Exercise material:
☆ ☆ ☆ ☆

use std::cmp;

use num_traits::Zero;

use crate::error::{KdIndexError, Result};
use crate::point::{Distance, KdPoint};
use crate::r#type::{DistanceNum, IndexableNum};

/// A staged `(point, data)` pair.
pub(crate) type Item<'a, P, T> = (&'a P, &'a T);

/// Check that every point can be ordered along every axis, and that the squared distance between
/// any two of them fits the distance type.
pub(crate) fn validate<P: KdPoint, T>(items: &[Item<'_, P, T>]) -> Result<()> {
    if P::DIMS == 0 {
        return Err(KdIndexError::General(
            "Point type must have at least one dimension.".to_string(),
        ));
    }

    for (item, (point, _)) in items.iter().enumerate() {
        for axis in 0..P::DIMS {
            if !point.coord(axis).is_finite_coord() {
                return Err(KdIndexError::NonFiniteCoordinate { item, axis });
            }
        }
    }

    if span_overflows(items) {
        return Err(KdIndexError::CoordinateSpanOverflow);
    }

    Ok(())
}

/// Whether the squared diagonal of the bounding box of `items` saturates.
///
/// No two points in the box are further apart than its diagonal, so when this is `false` every
/// distance between stored points, or from a query inside the box, is exact.
fn span_overflows<P: KdPoint, T>(items: &[Item<'_, P, T>]) -> bool {
    let Some((first, _)) = items.first() else {
        return false;
    };

    let mut diagonal = Distance::<P>::zero();
    for axis in 0..P::DIMS {
        let mut min = first.coord(axis);
        let mut max = min;
        for (point, _) in items {
            let c = point.coord(axis);
            if c < min {
                min = c;
            }
            if c > max {
                max = c;
            }
        }
        let span = max.to_distance() - min.to_distance();
        diagonal = diagonal.saturating_sum(span.saturating_square());
    }
    diagonal.is_saturated()
}

/// kd-sort `items` in place.
///
/// Afterwards the middle element of every subrange (`len / 2`) is the node for that subrange, with
/// everything before it `<=` and everything after it `>=` on the node's axis. The two halves are
/// sorted the same way on the next axis.
pub(crate) fn sort<P: KdPoint, T>(items: &mut [Item<'_, P, T>], axis: usize) {
    if items.len() <= 1 {
        return;
    }

    // middle index
    let m = items.len() >> 1;

    select(items, m, 0, items.len() - 1, axis);

    let next_axis = (axis + 1) % P::DIMS;
    let (left, rest) = items.split_at_mut(m);
    sort(left, next_axis);
    sort(&mut rest[1..], next_axis);
}

/// Custom Floyd-Rivest selection algorithm: reorder items so that [left..k-1] items are not greater
/// than the k-th item and [k+1..right] items are not smaller, along `axis`.
#[inline]
fn select<P: KdPoint, T>(
    items: &mut [Item<'_, P, T>],
    k: usize,
    mut left: usize,
    mut right: usize,
    axis: usize,
) {
    let zero = Distance::<P>::zero();

    while right > left {
        if right - left > 600 {
            let n = (right - left + 1) as f64;
            let m = (k - left + 1) as f64;
            let z = f64::ln(n);
            let s = 0.5 * f64::exp((2.0 * z) / 3.0);
            let sd = 0.5
                * f64::sqrt((z * s * (n - s)) / n)
                * (if m - n / 2.0 < 0.0 { -1.0 } else { 1.0 });
            let new_left = cmp::max(left, f64::floor(k as f64 - (m * s) / n + sd) as usize);
            let new_right = cmp::min(
                right,
                f64::floor(k as f64 + ((n - m) * s) / n + sd) as usize,
            );
            select(items, k, new_left, new_right, axis);
        }

        let t = items[k].0;
        let mut i = left;
        let mut j = right;

        items.swap(left, k);
        if items[right].0.axis_delta(t, axis) > zero {
            items.swap(left, right);
        }

        while i < j {
            items.swap(i, j);
            i += 1;
            j -= 1;
            while items[i].0.axis_delta(t, axis) < zero {
                i += 1;
            }
            while items[j].0.axis_delta(t, axis) > zero {
                j -= 1;
            }
        }

        if items[left].0.axis_delta(t, axis) == zero {
            items.swap(left, j);
        } else {
            j += 1;
            items.swap(j, right);
        }

        if j <= k {
            left = j + 1;
        }
        if k <= j {
            right = j - 1;
        }
    }
}
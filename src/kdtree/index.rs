use crate::error::Result;
use crate::kdtree::builder::{sort, validate, Item};
use crate::kdtree::traversal::Node;
use crate::point::KdPoint;

/// A build-once k-d tree over borrowed points and their associated data.
///
/// Pairs are staged with [`add`][Self::add] and turned into a balanced tree by
/// [`build`][Self::build]. Points and data are only referenced, so both must outlive the tree.
///
/// ```
/// use kdnearest::KdTree;
///
/// let points = [(0.0, 0.0), (5.0, 5.0), (1.0, 1.0), (9.0, 0.0)];
/// let names = ["A", "B", "C", "D"];
///
/// let mut tree = KdTree::new();
/// for (point, name) in points.iter().zip(names.iter()) {
///     tree.add(point, name);
/// }
/// tree.build().unwrap();
///
/// assert_eq!(tree.nearest_recursive(&(0.9, 0.9)), Some(&"C"));
/// assert_eq!(tree.nearest_iterative(&(0.9, 0.9)), Some(&"C"));
/// assert_eq!(tree.knearest(&(0.9, 0.9), 2), vec![&"C", &"A"]);
/// ```
#[derive(Debug)]
pub struct KdTree<'a, P: KdPoint, T> {
    /// pairs added since the last build
    staged: Vec<Item<'a, P, T>>,

    /// kd-sorted pairs: the root is the middle element, and each half is a subtree.
    items: Vec<Item<'a, P, T>>,
}

impl<'a, P: KdPoint, T> KdTree<'a, P, T> {
    /// Create a new, empty tree.
    pub fn new() -> Self {
        Self {
            staged: Vec::new(),
            items: Vec::new(),
        }
    }

    /// Create a new, empty tree with room to stage `num_items` pairs without reallocating.
    pub fn with_capacity(num_items: usize) -> Self {
        Self {
            staged: Vec::with_capacity(num_items),
            items: Vec::new(),
        }
    }

    /// Stage a point and its data for the next [`build`][Self::build].
    pub fn add(&mut self, point: &'a P, data: &'a T) {
        self.staged.push((point, data));
    }

    /// Perform the k-d sort of every staged pair, making them available to queries.
    ///
    /// Staged pairs are merged with the pairs of any previous build and the whole tree is built
    /// again from scratch. With nothing staged this is a no-op.
    ///
    /// Fails if the point type has no dimensions, a staged coordinate is NaN or infinite, or the
    /// points spread so far apart that their squared distances would not fit the distance type
    /// (see [`IndexableNum::Distance`][crate::IndexableNum::Distance]). In that case the staged
    /// pairs are discarded and the previously built tree is left unchanged.
    pub fn build(&mut self) -> Result<()> {
        if self.staged.is_empty() {
            return Ok(());
        }

        let staged = std::mem::take(&mut self.staged);
        validate(&staged)?;

        self.items.extend(staged);
        sort(&mut self.items, 0);
        Ok(())
    }

    /// Drop the tree and any staged pairs.
    pub fn clear(&mut self) {
        self.staged.clear();
        self.items.clear();
    }

    /// The number of items in the built tree.
    pub fn len(&self) -> usize {
        self.items.len()
    }

    /// Returns `true` if the built tree has no items.
    pub fn is_empty(&self) -> bool {
        self.items.is_empty()
    }

    /// The number of pairs waiting for the next [`build`][Self::build].
    pub fn num_staged(&self) -> usize {
        self.staged.len()
    }

    /// The number of levels of the tree, `ceil(log2(len + 1))`.
    pub fn height(&self) -> usize {
        (usize::BITS - self.items.len().leading_zeros()) as usize
    }

    /// Iterate over the built `(point, data)` pairs in storage order.
    pub fn iter(&self) -> impl Iterator<Item = (&'a P, &'a T)> + '_ {
        self.items.iter().copied()
    }

    /// Access the root node of the tree for manual traversal.
    pub fn root(&self) -> Option<Node<'_, 'a, P, T>> {
        Node::from_items(&self.items, 0)
    }

    pub(crate) fn items(&self) -> &[Item<'a, P, T>] {
        &self.items
    }
}

impl<P: KdPoint, T> Default for KdTree<'_, P, T> {
    fn default() -> Self {
        Self::new()
    }
}

impl<'a, P: KdPoint, T> Extend<(&'a P, &'a T)> for KdTree<'a, P, T> {
    fn extend<I: IntoIterator<Item = (&'a P, &'a T)>>(&mut self, iter: I) {
        self.staged.extend(iter);
    }
}
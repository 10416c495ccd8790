//! Utilities to traverse the KdTree structure.

use std::fmt;

use num_traits::Zero;

use crate::kdtree::builder::Item;
use crate::point::{Distance, KdPoint};

/// A node in the KdTree.
///
/// Every node owns a contiguous run of the kd-sorted items: the node's own point is the middle
/// element, the left child is everything before it and the right child everything after it.
pub struct Node<'t, 'a, P: KdPoint, T> {
    /// The items of this node's subtree, including the node itself
    items: &'t [Item<'a, P, T>],

    /// The axis this node splits on. Always the depth of the node modulo `P::DIMS`.
    axis: usize,
}

impl<'t, 'a, P: KdPoint, T> Node<'t, 'a, P, T> {
    /// `None` when `items` is empty: there is no subtree there.
    #[inline]
    pub(crate) fn from_items(items: &'t [Item<'a, P, T>], axis: usize) -> Option<Self> {
        if items.is_empty() {
            None
        } else {
            Some(Self { items, axis })
        }
    }

    #[inline]
    fn middle_index(&self) -> usize {
        self.items.len() >> 1
    }

    #[inline]
    fn child_axis(&self) -> usize {
        (self.axis + 1) % P::DIMS
    }

    /// The point this node splits on.
    #[inline]
    pub fn point(&self) -> &'a P {
        self.items[self.middle_index()].0
    }

    /// The data associated with this node's point.
    #[inline]
    pub fn data(&self) -> &'a T {
        self.items[self.middle_index()].1
    }

    /// The axis this node splits on. Its children split on the next axis.
    #[inline]
    pub fn axis(&self) -> usize {
        self.axis
    }

    /// The subtree whose points are `<=` this node's point on [`axis`][Self::axis].
    pub fn left_child(&self) -> Option<Node<'t, 'a, P, T>> {
        Node::from_items(&self.items[..self.middle_index()], self.child_axis())
    }

    /// The subtree whose points are `>=` this node's point on [`axis`][Self::axis].
    pub fn right_child(&self) -> Option<Node<'t, 'a, P, T>> {
        Node::from_items(&self.items[self.middle_index() + 1..], self.child_axis())
    }

    /// The child on the query's side of the splitting plane, then the other one.
    ///
    /// `dx` is `query - point` along this node's axis; ties go left.
    #[inline]
    pub(crate) fn near_far(
        &self,
        dx: Distance<P>,
    ) -> (Option<Node<'t, 'a, P, T>>, Option<Node<'t, 'a, P, T>>) {
        if dx <= Distance::<P>::zero() {
            (self.left_child(), self.right_child())
        } else {
            (self.right_child(), self.left_child())
        }
    }

    /// Returns `true` if this is a leaf node without children.
    #[inline]
    pub fn is_leaf(&self) -> bool {
        self.items.len() == 1
    }

    /// Returns `true` if this is an intermediate node with children.
    #[inline]
    pub fn is_parent(&self) -> bool {
        !self.is_leaf()
    }

    /// The number of items in this node's subtree, including the node itself.
    #[inline]
    pub fn num_items(&self) -> usize {
        self.items.len()
    }
}

impl<P: KdPoint, T> Clone for Node<'_, '_, P, T> {
    fn clone(&self) -> Self {
        *self
    }
}

impl<P: KdPoint, T> Copy for Node<'_, '_, P, T> {}

impl<P: KdPoint + fmt::Debug, T> fmt::Debug for Node<'_, '_, P, T> {
    fn fmt(&self, f: &mut fmt::Formatter<'_>) -> fmt::Result {
        f.debug_struct("Node")
            .field("point", self.point())
            .field("axis", &self.axis)
            .field("num_items", &self.num_items())
            .finish()
    }
}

☆ ☆ ☆ ☆

What you have to do:
Look above for the line containing "let n = (right". Output from there through the line containing "use crate::error::Result;", exactly and inclusively.

Exercise answer:
            let n = (right - left + 1) as f64;
            let m = (k - left + 1) as f64;
            let z = f64::ln(n);
            let s = 0.5 * f64::exp((2.0 * z) / 3.0);
            let sd = 0.5
                * f64::sqrt((z * s * (n - s)) / n)
                * (if m - n / 2.0 < 0.0 { -1.0 } else { 1.0 });
            let new_left = cmp::max(left, f64::floor(k as f64 - (m * s) / n + sd) as usize);
            let new_right = cmp::min(
                right,
                f64::floor(k as f64 + ((n - m) * s) / n + sd) as usize,
            );
            select(items, k, new_left, new_right, axis);
        }

        let t = items[k].0;
        let mut i = left;
        let mut j = right;

        items.swap(left, k);
        if items[right].0.axis_delta(t, axis) > zero {
            items.swap(left, right);
        }

        while i < j {
            items.swap(i, j);
            i += 1;
            j -= 1;
            while items[i].0.axis_delta(t, axis) < zero {
                i += 1;
            }
            while items[j].0.axis_delta(t, axis) > zero {
                j -= 1;
            }
        }

        if items[left].0.axis_delta(t, axis) == zero {
            items.swap(left, j);
        } else {
            j += 1;
            items.swap(j, right);
        }

        if j <= k {
            left = j + 1;
        }
        if k <= j {
            right = j - 1;
        }
    }
}
filename src/kdtree/index.rs
use crate::error::Result;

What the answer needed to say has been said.